*WHAT TO DO:*
Only lines with the word "ReadOnly" belong in the answer; copy them from the records below.

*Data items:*
//! 主块序列：以代数槽位为地址的双向链表。
//!
//! # 教案式说明
//! - **意图（Why）**：流的全部结构（数据、边界、标记、尾锚点）都线性排列在同一条序列中，
//!   游标与账本通过 [`ChunkId`] 引用其中的块，因此块地址必须在插入、删除其它块时保持不变；
//! - **结构（How）**：
//!   - `slots` 为槽位数组，空闲槽位下标记录在 `free` 中复用；
//!   - 槽位释放时代数加一，持有旧 [`ChunkId`] 的游标在解析时得到 `DanglingCursor`；
//!   - 链接字段保存裸下标，只有存活节点才会出现在链上；
//!   - 序列永远以尾锚点收尾，`tail` 始终指向带 `end` 标志的块；
//! - **契约（What）**：
//!   - 新增节点前必须先调用 [`ChunkSequence::reserve`]，预留成功后插入不会失败，
//!     从而保证上层操作“要么全部完成，要么不改变序列”；
//!   - `live`/`resident_bytes` 随分配与释放实时维护，供统计快照使用。

use bytes::{BufMut, Bytes, BytesMut};

use crate::{
    chunk::{Chunk, ChunkFlags, ChunkId, ChunkKind},
    cursor::Cursor,
    error::StreamError,
};

#[derive(Debug)]
struct Node {
    chunk: Chunk,
    prev: Option<u32>,
    next: Option<u32>,
}

#[derive(Debug)]
struct Slot {
    generation: u32,
    node: Option<Node>,
}

/// 流的主块序列，对外只读。
#[derive(Debug)]
pub struct ChunkSequence {
    slots: Vec<Slot>,
    free: Vec<u32>,
    head: u32,
    tail: u32,
    live: usize,
    resident_bytes: usize,
    budget: Option<usize>,
}

impl ChunkSequence {
    /// 创建只含尾锚点占位的序列。
    pub(crate) fn new(initial_chunks: usize, budget: Option<usize>) -> Self {
        let mut slots = Vec::with_capacity(initial_chunks.max(1));
        slots.push(Slot {
            generation: 0,
            node: Some(Node {
                chunk: Chunk {
                    kind: ChunkKind::Anchor,
                    flags: ChunkFlags {
                        end: true,
                        ..ChunkFlags::default()
                    },
                },
                prev: None,
                next: None,
            }),
        });
        Self {
            slots,
            free: Vec::new(),
            head: 0,
            tail: 0,
            live: 1,
            resident_bytes: 0,
            budget,
        }
    }

    // ---- 只读视图 ----

    /// 首块标识。
    pub fn head(&self) -> ChunkId {
        self.id_of(self.head)
    }

    /// 尾锚点标识。
    pub fn tail(&self) -> ChunkId {
        self.id_of(self.tail)
    }

    /// 查询块；标识已失效时返回 `None`。
    pub fn get(&self, id: ChunkId) -> Option<&Chunk> {
        self.slots
            .get(id.index())
            .filter(|slot| slot.generation == id.generation())
            .and_then(|slot| slot.node.as_ref())
            .map(|node| &node.chunk)
    }

    /// 块标识是否仍然有效。
    pub fn contains(&self, id: ChunkId) -> bool {
        self.get(id).is_some()
    }

    /// 当前存活块数（含控制块与尾锚点）。
    pub fn live_chunks(&self) -> usize {
        self.live
    }

    /// 当前序列中数据块的字节总数。共享存储的克隆各自计数。
    pub fn resident_bytes(&self) -> usize {
        self.resident_bytes
    }

    /// 从首块到尾锚点依次遍历。
    pub fn iter(&self) -> Iter<'_> {
        Iter {
            sequence: self,
            next: Some(self.head),
        }
    }

    /// 全部数据字节的拷贝，诊断用途。
    pub fn to_bytes(&self) -> Bytes {
        let mut out = BytesMut::with_capacity(self.resident_bytes);
        for (_, chunk) in self.iter() {
            if let Some(bytes) = chunk.bytes() {
                out.put_slice(bytes);
            }
        }
        out.freeze()
    }

    /// 从游标位置起读取数据字节，直至尾锚点或达到 `limit`。控制块被跳过。
    ///
    /// 这是消费者透过标记重读被钉住区间的方式：标记本身位于序列中，
    /// 以 [`crate::Mark::cursor`] 为起点即可读到其后的全部保留字节。
    pub fn copy_from(&self, at: Cursor, limit: Option<usize>) -> Result<Bytes, StreamError> {
        let (mut index, mut offset) = self.normalize(at)?;
        let mut budget = limit.unwrap_or(usize::MAX);
        let mut out = BytesMut::new();
        loop {
            if budget == 0 {
                break;
            }
            let node = self.node(index);
            if let Some(bytes) = node.chunk.bytes() {
                let take = (bytes.len() - offset).min(budget);
                out.put_slice(&bytes[offset..offset + take]);
                budget -= take;
            }
            offset = 0;
            match node.next {
                Some(next) => index = next,
                None => break,
            }
        }
        Ok(out.freeze())
    }

    // ---- 内部操作 ----

    pub(crate) fn head_index(&self) -> u32 {
        self.head
    }

    pub(crate) fn tail_index(&self) -> u32 {
        self.tail
    }

    pub(crate) fn id_of(&self, index: u32) -> ChunkId {
        ChunkId::new(index, self.slots[index as usize].generation)
    }

    /// 将标识解析为槽位下标。
    pub(crate) fn resolve(&self, id: ChunkId) -> Result<u32, StreamError> {
        if self.contains(id) {
            Ok(id.index() as u32)
        } else {
            Err(StreamError::DanglingCursor { chunk: id })
        }
    }

    pub(crate) fn chunk(&self, index: u32) -> &Chunk {
        &self.node(index).chunk
    }

    /// 可变访问块的标志与控制元数据。调用方不得改变数据块的字节长度。
    pub(crate) fn chunk_mut(&mut self, index: u32) -> &mut Chunk {
        &mut self.node_mut(index).chunk
    }

    pub(crate) fn next(&self, index: u32) -> Option<u32> {
        self.node(index).next
    }

    /// 预留 `count` 个新块的空间。
    ///
    /// 超出块预算或底层分配失败时返回 `OutOfMemory`，序列保持不变。
    pub(crate) fn reserve(&mut self, count: usize) -> Result<(), StreamError> {
        let out_of_memory = |live, budget| StreamError::OutOfMemory {
            requested: count,
            live,
            budget,
        };
        if let Some(budget) = self.budget
            && self.live + count > budget
        {
            return Err(out_of_memory(self.live, Some(budget)));
        }
        let fresh = count.saturating_sub(self.free.len());
        self.slots
            .try_reserve(fresh)
            .map_err(|_| out_of_memory(self.live, self.budget))?;
        if self.slots.len() + fresh > u32::MAX as usize {
            return Err(out_of_memory(self.live, self.budget));
        }
        Ok(())
    }

    /// 在 `at` 之前插入新块。
    pub(crate) fn insert_before(&mut self, at: u32, chunk: Chunk) -> u32 {
        let prev = self.node(at).prev;
        let index = self.alloc(chunk, prev, Some(at));
        match prev {
            Some(prev) => self.node_mut(prev).next = Some(index),
            None => self.head = index,
        }
        self.node_mut(at).prev = Some(index);
        index
    }

    /// 在 `at` 之后插入新块；若 `at` 是尾部，新块成为尾部。
    pub(crate) fn insert_after(&mut self, at: u32, chunk: Chunk) -> u32 {
        let next = self.node(at).next;
        let index = self.alloc(chunk, Some(at), next);
        match next {
            Some(next) => self.node_mut(next).prev = Some(index),
            None => self.tail = index,
        }
        self.node_mut(at).next = Some(index);
        index
    }

    /// 将数据块在 `offset` 处一分为二，返回后半块下标。字节存储保持共享。
    pub(crate) fn split_data(&mut self, index: u32, offset: usize) -> u32 {
        let chunk = self.chunk_mut(index);
        let flags = chunk.flags;
        let rest = match &mut chunk.kind {
            ChunkKind::Data(bytes) => bytes.split_off(offset),
            _ => unreachable!("split_data 仅作用于数据块"),
        };
        self.resident_bytes -= rest.len();
        self.insert_after(index, Chunk::data(rest, flags.writable))
    }

    /// 解除链接并释放块。尾锚点不可移除。
    pub(crate) fn remove(&mut self, index: u32) -> Chunk {
        debug_assert_ne!(index, self.tail, "尾锚点不可移除");
        let (prev, next) = {
            let node = self.node(index);
            (node.prev, node.next)
        };
        match prev {
            Some(prev) => self.node_mut(prev).next = next,
            None => {
                if let Some(next) = next {
                    self.head = next;
                }
            }
        }
        if let Some(next) = next {
            self.node_mut(next).prev = prev;
        }
        self.release(index)
    }

    /// 移除 `[from, to)` 区间的全部块并按序返回。
    pub(crate) fn take_range(&mut self, from: u32, to: u32) -> Vec<Chunk> {
        let mut taken = Vec::new();
        let mut index = from;
        while index != to {
            let next = self.next(index);
            taken.push(self.remove(index));
            match next {
                Some(next) => index = next,
                None => break,
            }
        }
        taken
    }

    /// 将游标归一化为 `(下标, 块内偏移)`：偏移越过当前块时向后顺延。
    pub(crate) fn normalize(&self, at: Cursor) -> Result<(u32, usize), StreamError> {
        let mut index = self.resolve(at.chunk())?;
        let mut offset = at.offset();
        loop {
            let len = self.chunk(index).len();
            if offset == 0 || offset < len {
                return Ok((index, offset));
            }
            offset -= len;
            index = self.next(index).ok_or_else(|| {
                StreamError::position(format!(
                    "offset {} from {} runs past the tail",
                    at.offset(),
                    at.chunk()
                ))
            })?;
        }
    }

    /// 在游标位置插入控制块，必要时拆分数据块。
    pub(crate) fn insert_control_at(
        &mut self,
        at: Cursor,
        kind: ChunkKind,
    ) -> Result<ChunkId, StreamError> {
        let (index, offset) = self.normalize(at)?;
        let before = if offset == 0 {
            self.reserve(1)?;
            index
        } else {
            self.reserve(2)?;
            self.split_data(index, offset)
        };
        let inserted = self.insert_before(before, Chunk::control(kind));
        Ok(self.id_of(inserted))
    }

    fn alloc(&mut self, chunk: Chunk, prev: Option<u32>, next: Option<u32>) -> u32 {
        self.live += 1;
        self.resident_bytes += chunk.len();
        let node = Node { chunk, prev, next };
        match self.free.pop() {
            Some(index) => {
                self.slots[index as usize].node = Some(node);
                index
            }
            None => {
                self.slots.push(Slot {
                    generation: 0,
                    node: Some(node),
                });
                (self.slots.len() - 1) as u32
            }
        }
    }

    fn release(&mut self, index: u32) -> Chunk {
        let slot = &mut self.slots[index as usize];
        let node = match slot.node.take() {
            Some(node) => node,
            None => unreachable!("链表中的槽位必然被占用"),
        };
        slot.generation = slot.generation.wrapping_add(1);
        self.free.push(index);
        self.live -= 1;
        self.resident_bytes -= node.chunk.len();
        node.chunk
    }

    fn node(&self, index: u32) -> &Node {
        match self.slots[index as usize].node.as_ref() {
            Some(node) => node,
            None => unreachable!("链表中的槽位必然被占用"),
        }
    }

    fn node_mut(&mut self, index: u32) -> &mut Node {
        match self.slots[index as usize].node.as_mut() {
            Some(node) => node,
            None => unreachable!("链表中的槽位必然被占用"),
        }
    }
}

/// [`ChunkSequence::iter`] 的迭代器。
pub struct Iter<'a> {
    sequence: &'a ChunkSequence,
    next: Option<u32>,
}

impl<'a> Iterator for Iter<'a> {
    type Item = (ChunkId, &'a Chunk);

    fn next(&mut self) -> Option<Self::Item> {
        let index = self.next?;
        let node = self.sequence.node(index);
        self.next = node.next;
        Some((self.sequence.id_of(index), &node.chunk))
    }
}

#[cfg(test)]
mod tests {
    use super::*;
    use crate::chunk::MarkMode;

    fn sequence_with(data: &[&'static [u8]]) -> ChunkSequence {
        let mut sequence = ChunkSequence::new(4, None);
        sequence.reserve(data.len()).expect("预留");
        for bytes in data {
            sequence.insert_before(
                sequence.tail_index(),
                Chunk::data(Bytes::from_static(bytes), true),
            );
        }
        sequence
    }

    #[test]
    fn starts_with_single_anchor() {
        let sequence = ChunkSequence::new(0, None);
        assert_eq!(sequence.head(), sequence.tail());
        assert_eq!(sequence.live_chunks(), 1);
        let anchor = sequence.get(sequence.tail()).expect("尾锚点");
        assert_eq!(anchor.kind(), &ChunkKind::Anchor);
        assert!(anchor.flags().end);
    }

    #[test]
    fn released_slots_invalidate_old_identifiers() {
        let mut sequence = sequence_with(&[b"ab", b"cd"]);
        let first = sequence.head();
        sequence.remove(first.index() as u32);
        assert!(!sequence.contains(first));
        assert_eq!(
            sequence.resolve(first),
            Err(StreamError::DanglingCursor { chunk: first })
        );

        sequence.reserve(1).expect("预留");
        let reused = sequence.insert_before(
            sequence.tail_index(),
            Chunk::data(Bytes::from_static(b"ef"), true),
        );
        assert_eq!(reused as usize, first.index());
        assert!(!sequence.contains(first));
        assert_eq!(sequence.to_bytes(), Bytes::from_static(b"cdef"));
        assert_eq!(sequence.resident_bytes(), 4);
    }

    #[test]
    fn budget_limits_live_chunks() {
        let mut sequence = ChunkSequence::new(0, Some(2));
        assert_eq!(sequence.reserve(1), Ok(()));
        let err = sequence.reserve(2).expect_err("超出预算");
        assert_eq!(
            err,
            StreamError::OutOfMemory {
                requested: 2,
                live: 1,
                budget: Some(2)
            }
        );
    }

    #[test]
    fn cursor_offsets_roll_forward_across_chunks() {
        let sequence = sequence_with(&[b"abc", b"de"]);
        let head = sequence.head();
        let (index, offset) = sequence
            .normalize(Cursor::new(head, 4))
            .expect("归一化");
        assert_eq!(sequence.chunk(index).bytes(), Some(&Bytes::from_static(b"de")));
        assert_eq!(offset, 1);
        assert!(sequence.normalize(Cursor::new(head, 6)).is_err());
    }

    #[test]
    fn control_insertion_splits_data_without_copy() {
        let mut sequence = sequence_with(&[b"abcdef"]);
        let head = sequence.head();
        let storage = sequence.chunk(head.index() as u32).bytes().cloned();
        let mark = sequence
            .insert_control_at(Cursor::new(head, 2), ChunkKind::Mark(MarkMode::ReadOnly))
            .expect("插入标记");

        let kinds: Vec<_> = sequence.iter().map(|(_, c)| c.kind().clone()).collect();
        assert_eq!(kinds.len(), 4);
        assert_eq!(kinds[1], ChunkKind::Mark(MarkMode::ReadOnly));
        assert_eq!(sequence.resident_bytes(), 6);

        let rest = sequence
            .copy_from(Cursor::new(mark, 0), None)
            .expect("读取标记之后");
        assert_eq!(rest, Bytes::from_static(b"cdef"));
        let tail_bytes = sequence.iter().nth(2).and_then(|(_, c)| c.bytes().cloned());
        let storage = storage.expect("原始数据");
        assert_eq!(
            tail_bytes.map(|b| b.as_ptr()),
            Some(storage[2..].as_ptr())
        );

        let limited = sequence
            .copy_from(Cursor::new(head, 1), Some(3))
            .expect("限长读取");
        assert_eq!(limited, Bytes::from_static(b"bcd"));
    }

    #[test]
    fn take_range_returns_chunks_in_order() {
        let mut sequence = sequence_with(&[b"a", b"b", b"c"]);
        let third = sequence.iter().nth(2).map(|(id, _)| id).expect("第三块");
        let taken = sequence.take_range(sequence.head_index(), third.index() as u32);
        let bytes: Vec<_> = taken.iter().filter_map(Chunk::bytes).cloned().collect();
        assert_eq!(bytes, vec![Bytes::from_static(b"a"), Bytes::from_static(b"b")]);
        assert_eq!(sequence.head(), third);
        assert_eq!(sequence.live_chunks(), 2);
    }
}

*WRITTEN ANSWER:*
            .insert_control_at(Cursor::new(head, 2), ChunkKind::Mark(MarkMode::ReadOnly))
        assert_eq!(kinds[1], ChunkKind::Mark(MarkMode::ReadOnly));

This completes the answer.